Apps on Azure Blog

6 MIN READ

Vector Image Search using Azure OpenAI & AI Search: A Technical Guide

eladt

Microsoft

Jul 30, 2024

GitHub Repository: azure-ai-vision-search

Introduction

Vector image search uses AI to revolutionize how we find and retrieve images. This article explains how to combine Azure OpenAI and Azure AI Search for an efficient solution. We'll cover setup, deployment, and usage to guide AI developers and engineers. We'll focus on the search and vectorize methods in the function_app.py Python file, crucial for integrating Azure's AI services for vector image searches. This technology is ideal for applications like e-commerce and digital asset management.

We dive into the core functionalities of the Azure AI Search service, focusing on the search and vectorize methods in the function_app.py python file. These methods are pivotal in integrating Azure's AI services to perform vector image searches.

Prerequisites

An Azure account with an active subscription. Create an account for free.
An Azure Storage account for storing images. Create a storage account.
An Azure AI Search service for any tier and any region Create a service or find an existing service under your current subscription.
An Azure OpenAI service for any tier and any region. Create a service.
Azure Functions setup for processing Create python function.
Tools: Azure CLI, Visual Studio Code, and Postman for API testing.

AI Search Setup

Below are Azure AI Search schema files that define the index, indexer, and skillset used to store and process image data for efficient search and retrieval. These files are used to configure the Azure AI Search service to work with the vector image search solution.

> Action: Open the Azure AI Search service in the Azure portal and navigate to each section below to upload the corresponding JSON file.

1. Add Index

This defines the structure and schema of the search index, including specifying fields, data types, and attributes.

> Action: Go to the Indexes blade and create a new index using the JSON definition file vector-image-index-db.json.

2. Add Indexer

Set up an indexer to manage data ingestion from a source like Azure Storage to the search index.

> Action: Use the vector-image-indexer.json file in the Indexers blade to create a new indexer.

3. Add Skillset

Create a skillset to define the AI enrichment pipeline for image processing before indexing.

> Action: Use the JSON definition file vector-image-skillset.json to create a new skillset in the Skillsets blade.

These components work together to enable the ingestion, transformation, and indexing of image data, allowing efficient search and retrieval using Azure AI Search service, with the indexer triggering the vectorize Azure Function for handling image embeddings.

Azure Function Setup

Variables

Configuration variables are stored in the local.settings.json file and should be set as part of the Azure Function Environment variables blade. Key variables to configure include:

export AZURE_OPENAI_API_KEY=<Your Azure OpenAI API Key>
export AZURE_OPENAI_ENDPOINT=<Your Azure OpenAI Endpoint>
export OPEN_AI_MODEL=gpt-35-turbo
export API_VERSION=2024-02-01
export AI_VISION_ENDPOINT=<Your Azure Vision Endpoint>
export AI_VISION_API_KEY=<Your Azure Vision API Key>
export AI_SEARCH_SERVICE_ENDPOINT=<Your Azure Search Service Endpoint>
export AZURE_SEARCH_ADMIN_KEY=<Your Azure Search Admin Key>
export AI_SEARCH_INDEX_NAME=<Your Azure Search Index Name>
export ACCOUNT_KEY=<Your Account Key>

> Action: Set these variables in the Azure Function App Configuration blade.

GitHub Action Workflow

The function is being deployed automatically using a GitHub Action workflow. The function app is responsible for processing image data and performing similarity searches using Azure AI Search. The function app consists of two main methods: vectorize and search.
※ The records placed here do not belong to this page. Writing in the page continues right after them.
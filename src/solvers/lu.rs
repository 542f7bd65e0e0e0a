//! Dense LU with partial pivoting, backed by `faer`.

use super::{LinearSolver, Solution, SolverConfig, check_dimensions, residual_scale, spmv};
use crate::fvm_error::FvmError;
use faer::prelude::Solve;
use faer::{Col, Mat};
use sprs::CsMat;

/// Largest normwise backward error accepted from the factorization.
const BACKWARD_ERROR_LIMIT: f64 = 1e-6;

/// Normwise backward error `‖r‖ / (‖A‖_F ‖x‖ + ‖b‖)` of a residual `r = b − Ax`.
pub(crate) fn backward_error(residual: &[f64], matrix_norm: f64, x: &[f64], rhs: &[f64]) -> f64 {
    let norm = |v: &[f64]| v.iter().map(|a| a * a).sum::<f64>().sqrt();
    let denom = matrix_norm * norm(x) + norm(rhs);
    if denom == 0.0 { 0.0 } else { norm(residual) / denom }
}

/// Direct solver; refines the LU solution until the relative residual drops
/// below the tolerance, stops improving, or `max_iterations` sweeps have run.
///
/// Empty rows, non-finite results and a backward error above `1e-6` (or the
/// tolerance, when looser) are reported as failures.
#[derive(Clone, Debug, Default)]
pub struct LinearLUSolver {
    config: SolverConfig,
}

impl LinearLUSolver {
    pub fn new() -> Self {
        Self::default()
    }

    pub fn with_config(config: SolverConfig) -> Self {
        Self { config }
    }

    fn failure(&self, iterations: usize, residual: Option<f64>, reason: impl Into<String>) -> FvmError {
        FvmError::SolveFailure {
            solver: self.name(),
            iterations,
            residual,
            reason: reason.into(),
        }
    }
}

impl LinearSolver for LinearLUSolver {
    fn name(&self) -> &'static str {
        "lu"
    }

    fn config(&self) -> &SolverConfig {
        &self.config
    }

    fn solve(&self, matrix: &CsMat<f64>, rhs: &[f64], guess: &[f64]) -> Result<Solution, FvmError> {
        check_dimensions(matrix, rhs, guess)?;
        let n = rhs.len();
        if n == 0 {
            return Ok(Solution {
                values: Vec::new(),
                iterations: 0,
                residual: 0.0,
            });
        }

        let mut dense = Mat::<f64>::zeros(n, n);
        let mut row_has_entry = vec![false; n];
        let mut frobenius = 0.0;
        for (&a, (row, col)) in matrix.iter() {
            dense[(row, col)] += a;
            row_has_entry[row] |= a != 0.0;
            frobenius += a * a;
        }
        let frobenius = frobenius.sqrt();
        if let Some(row) = row_has_entry.iter().position(|has| !has) {
            return Err(self.failure(0, None, format!("matrix is singular: row {row} is empty")));
        }

        let lu = dense.as_ref().partial_piv_lu();
        let b = Col::<f64>::from_fn(n, |i| rhs[i]);
        let first = lu.solve(&b);
        let mut x: Vec<f64> = (0..n).map(|i| first[i]).collect();

        let scale = residual_scale(rhs);
        let mut ax = vec![0.0; n];
        let mut r = vec![0.0; n];
        let mut sweeps = 0;
        let mut previous = f64::INFINITY;
        let residual = loop {
            if x.iter().any(|v| !v.is_finite()) {
                return Err(self.failure(sweeps, None, "factorization produced non-finite values"));
            }
            spmv(matrix, &x, &mut ax);
            for i in 0..n {
                r[i] = rhs[i] - ax[i];
            }
            let residual = r.iter().map(|v| v * v).sum::<f64>().sqrt() / scale;
            if !residual.is_finite() {
                return Err(self.failure(sweeps, None, "residual is not finite"));
            }
            // Refinement has stalled once the residual stops shrinking.
            if residual <= self.config.tolerance
                || sweeps >= self.config.max_iterations
                || residual >= 0.5 * previous
            {
                break residual;
            }
            previous = residual;
            let correction = lu.solve(&Col::<f64>::from_fn(n, |i| r[i]));
            for (i, xi) in x.iter_mut().enumerate() {
                *xi += correction[i];
            }
            sweeps += 1;
        };

        let eta = backward_error(&r, frobenius, &x, rhs);
        if eta > self.config.tolerance.max(BACKWARD_ERROR_LIMIT) {
            return Err(self.failure(
                sweeps,
                Some(residual),
                format!("factorization is inaccurate: backward error {eta:.3e}"),
            ));
        }

        log::debug!("lu solve: n={n}, refinement sweeps={sweeps}, residual={residual:.3e}");
        Ok(Solution {
            values: x,
            iterations: sweeps,
            residual,
        })
    }
}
The main-premium.yml GitHub Action workflow file automates the deployment of the function app. It triggers the deployment process whenever changes are pushed to the main branch. The workflow uses the Azure Functions action to deploy the function app to Azure.

> Action: For the workflow to work, you need to set up the following secrets in your GitHub repository:

AZURE_RBAC_CREDENTIALS: Azure service principal credentials with access to the Azure subscription. more details here.
AZURE_FUNCTIONAPP_PUBLISH_PROFILE_PREMIUM: Publish profile for the Azure Function app. more details here.

Testing the Solution

vectorize

Uploading Files to the storage and then running the Azure AI search Indexer for embedding generation.
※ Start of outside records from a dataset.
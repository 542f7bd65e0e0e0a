//! Boundary conditions and their per-face resolution.
//!
//! A [`BoundaryCondition`] pairs an immutable list of boundary faces with a
//! constraint on the field or one of its outward normal derivatives.
//! [`BoundaryMap::resolve`] validates a set of conditions against a mesh and
//! indexes them by face for assembly.

use crate::fvm_error::FvmError;
use crate::mesh::{Boundary, MeshAdapter};
use serde::{Deserialize, Serialize};
use std::collections::BTreeMap;

/// Highest derivative order a boundary constraint may prescribe.
pub const MAX_CONSTRAINT_ORDER: u32 = 3;

/// Uniform or per-face constraint value.
#[derive(Clone, Debug, PartialEq, Serialize, Deserialize)]
#[serde(rename_all = "snake_case")]
pub enum FaceValue {
    /// Same value on every face.
    Uniform(f64),
    /// One value per face of the condition, in face-list order.
    PerFace(Vec<f64>),
}

impl FaceValue {
    /// Value for the `i`-th face of the owning condition.
    #[inline]
    fn at(&self, i: usize) -> f64 {
        match self {
            FaceValue::Uniform(v) => *v,
            FaceValue::PerFace(values) => values[i],
        }
    }
}

impl From<f64> for FaceValue {
    fn from(v: f64) -> Self {
        FaceValue::Uniform(v)
    }
}

impl From<Vec<f64>> for FaceValue {
    fn from(values: Vec<f64>) -> Self {
        FaceValue::PerFace(values)
    }
}

/// What a boundary condition prescribes.
#[derive(Clone, Copy, Debug, PartialEq, Eq, Hash, Serialize, Deserialize)]
#[serde(rename_all = "snake_case")]
pub enum ConstraintKind {
    /// Dirichlet value, derivative order 0.
    FixedValue,
    /// Outward normal derivative, derivative order 1.
    FixedFlux,
    /// Outward normal derivative of the given order.
    NthOrder(u32),
}

impl ConstraintKind {
    /// Derivative order of the constraint.
    pub fn order(self) -> u32 {
        match self {
            ConstraintKind::FixedValue => 0,
            ConstraintKind::FixedFlux => 1,
            ConstraintKind::NthOrder(n) => n,
        }
    }

    /// Canonical kind for a derivative order.
    pub fn from_order(order: u32) -> Self {
        match order {
            0 => ConstraintKind::FixedValue,
            1 => ConstraintKind::FixedFlux,
            n => ConstraintKind::NthOrder(n),
        }
    }
}

/// Constraint on a fixed set of boundary faces.
#[derive(Clone, Debug, PartialEq, Serialize)]
pub struct BoundaryCondition {
    faces: Vec<usize>,
    kind: ConstraintKind,
    value: FaceValue,
}

impl BoundaryCondition {
    /// Build a condition; per-face values must match the face list length.
    pub fn new(
        faces: impl Into<Vec<usize>>,
        kind: ConstraintKind,
        value: impl Into<FaceValue>,
    ) -> Result<Self, FvmError> {
        let faces = faces.into();
        let value = value.into();
        if let FaceValue::PerFace(values) = &value {
            crate::fvm_error::ensure_len("boundary values", faces.len(), values.len())?;
        }
        Ok(Self {
            faces,
            kind: ConstraintKind::from_order(kind.order()),
            value,
        })
    }

    /// Prescribe the field value on `faces`.
    pub fn fixed_value(
        faces: impl Into<Vec<usize>>,
        value: impl Into<FaceValue>,
    ) -> Result<Self, FvmError> {
        Self::new(faces, ConstraintKind::FixedValue, value)
    }

    /// Prescribe the outward normal derivative on `faces`.
    pub fn fixed_flux(
        faces: impl Into<Vec<usize>>,
        value: impl Into<FaceValue>,
    ) -> Result<Self, FvmError> {
        Self::new(faces, ConstraintKind::FixedFlux, value)
    }

    /// Prescribe the `order`-th outward normal derivative on `faces`.
    ///
    /// Orders 0 and 1 are stored as [`ConstraintKind::FixedValue`] and
    /// [`ConstraintKind::FixedFlux`].
    pub fn nth_order(
        faces: impl Into<Vec<usize>>,
        value: impl Into<FaceValue>,
        order: u32,
    ) -> Result<Self, FvmError> {
        Self::new(faces, ConstraintKind::from_order(order), value)
    }

    /// Condition covering every face of a named mesh boundary.
    pub fn on_boundary(
        mesh: &dyn MeshAdapter,
        boundary: Boundary,
        kind: ConstraintKind,
        value: impl Into<FaceValue>,
    ) -> Result<Self, FvmError> {
        Self::new(mesh.boundary_faces(boundary)?, kind, value)
    }

    /// Constrained faces, in the order given at construction.
    #[inline]
    pub fn faces(&self) -> &[usize] {
        &self.faces
    }

    /// Normalized constraint kind.
    #[inline]
    pub fn kind(&self) -> ConstraintKind {
        self.kind
    }

    /// Derivative order, `0` for a fixed value.
    #[inline]
    pub fn order(&self) -> u32 {
        self.kind.order()
    }

    /// Prescribed value or derivative.
    #[inline]
    pub fn value(&self) -> &FaceValue {
        &self.value
    }
}

/// Constraints active on a single boundary face.
#[derive(Clone, Copy, Debug, Default, PartialEq)]
pub struct FaceConstraints {
    /// Prescribed field value.
    pub value: Option<f64>,
    /// Prescribed outward normal derivative.
    pub flux: Option<f64>,
    /// Prescribed derivative of order two or three: `(order, value)`.
    pub higher: Option<(u32, f64)>,
}

impl FaceConstraints {
    fn insert(&mut self, face: usize, order: u32, value: f64) -> Result<(), FvmError> {
        let slot = match order {
            0 => &mut self.value,
            1 => &mut self.flux,
            _ => {
                return match self.higher {
                    None => {
                        self.higher = Some((order, value));
                        Ok(())
                    }
                    Some((existing, _)) if existing == order => {
                        Err(FvmError::BoundaryConditionConflict { face, order })
                    }
                    Some((existing, _)) => Err(FvmError::InvalidParameter(format!(
                        "face {face} carries derivative constraints of orders {existing} and {order}; \
                         at most one order above 1 is supported per face"
                    ))),
                };
            }
        };
        if slot.is_some() {
            return Err(FvmError::BoundaryConditionConflict { face, order });
        }
        *slot = Some(value);
        Ok(())
    }
}

/// Boundary conditions indexed by face, validated against a mesh.
#[derive(Clone, Debug, Default, PartialEq)]
pub struct BoundaryMap {
    faces: BTreeMap<usize, FaceConstraints>,
}

impl BoundaryMap {
    /// Validate `conditions` and index them by face.
    ///
    /// # Errors
    /// - [`FvmError::OutOfRange`] for a face index past the mesh.
    /// - [`FvmError::NotBoundaryFace`] for a face with two owners.
    /// - [`FvmError::BoundaryConditionConflict`] when two conditions of the
    ///   same order share a face.
    /// - [`FvmError::InvalidParameter`] for orders above
    ///   [`MAX_CONSTRAINT_ORDER`] or two different orders above 1 on one face.
    pub fn resolve(
        mesh: &dyn MeshAdapter,
        conditions: &[BoundaryCondition],
    ) -> Result<Self, FvmError> {
        let mut faces: BTreeMap<usize, FaceConstraints> = BTreeMap::new();
        for bc in conditions {
            let order = bc.order();
            if order > MAX_CONSTRAINT_ORDER {
                return Err(FvmError::InvalidParameter(format!(
                    "boundary constraints of derivative order {order} are not supported \
                     (maximum is {MAX_CONSTRAINT_ORDER})"
                )));
            }
            for (i, &face) in bc.faces.iter().enumerate() {
                if face >= mesh.face_count() {
                    return Err(FvmError::face_out_of_range(face, mesh.face_count()));
                }
                if !mesh.is_boundary_face(face)? {
                    return Err(FvmError::NotBoundaryFace { face });
                }
                faces
                    .entry(face)
                    .or_default()
                    .insert(face, order, bc.value.at(i))?;
            }
        }
        log::trace!(
            "resolved {} boundary conditions onto {} faces",
            conditions.len(),
            faces.len()
        );
        Ok(Self { faces })
    }

    /// Constraints on `face`, if any.
    #[inline]
    pub fn get(&self, face: usize) -> Option<&FaceConstraints> {
        self.faces.get(&face)
    }

    /// Prescribed value on `face`.
    #[inline]
    pub fn fixed_value(&self, face: usize) -> Option<f64> {
        self.get(face).and_then(|c| c.value)
    }

    /// Prescribed outward normal derivative on `face`.
    #[inline]
    pub fn fixed_flux(&self, face: usize) -> Option<f64> {
        self.get(face).and_then(|c| c.flux)
    }

    /// Constrained faces in ascending order.
    pub fn iter(&self) -> impl Iterator<Item = (usize, &FaceConstraints)> + '_ {
        self.faces.iter().map(|(&face, c)| (face, c))
    }

    /// `(face, order, value)` for every constraint of order two or three.
    pub fn higher_order(&self) -> impl Iterator<Item = (usize, u32, f64)> + '_ {
        self.faces
            .iter()
            .filter_map(|(&face, c)| c.higher.map(|(order, value)| (face, order, value)))
    }

    /// Number of faces carrying at least one constraint.
    #[inline]
    pub fn len(&self) -> usize {
        self.faces.len()
    }

    /// True when no face is constrained.
    #[inline]
    pub fn is_empty(&self) -> bool {
        self.faces.is_empty()
    }
}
Use Azure Storage Explorer or Azure CLI for uploading images to the container.
Goto your AI Search service, run the indexer to process and vectorize images.
Monitor the indexing process via Azure Portal.

search

Using the Search API to Vector Search for Images, Leverage the Azure Search API to perform vector searches.

Construct the search query with the image vector {query: "blue sky"}.
Execute the query using Postman or code.
Interpret the search results to find similar images.

Azure Function Explained

The below sections explain the core functionalities of the Azure Function app, focusing on the vectorize and search methods in the function_app.py Python file. These methods are pivotal in integrating Azure's AI services to perform vector image searches.

The vectorize Method

The vectorize method is responsible for converting images into vector embeddings. This process involves several steps:

1. HTTP Request Handling

The method is triggered by a POST request containing image URLs and other metadata.
The request body is parsed to extract the values needed for processing.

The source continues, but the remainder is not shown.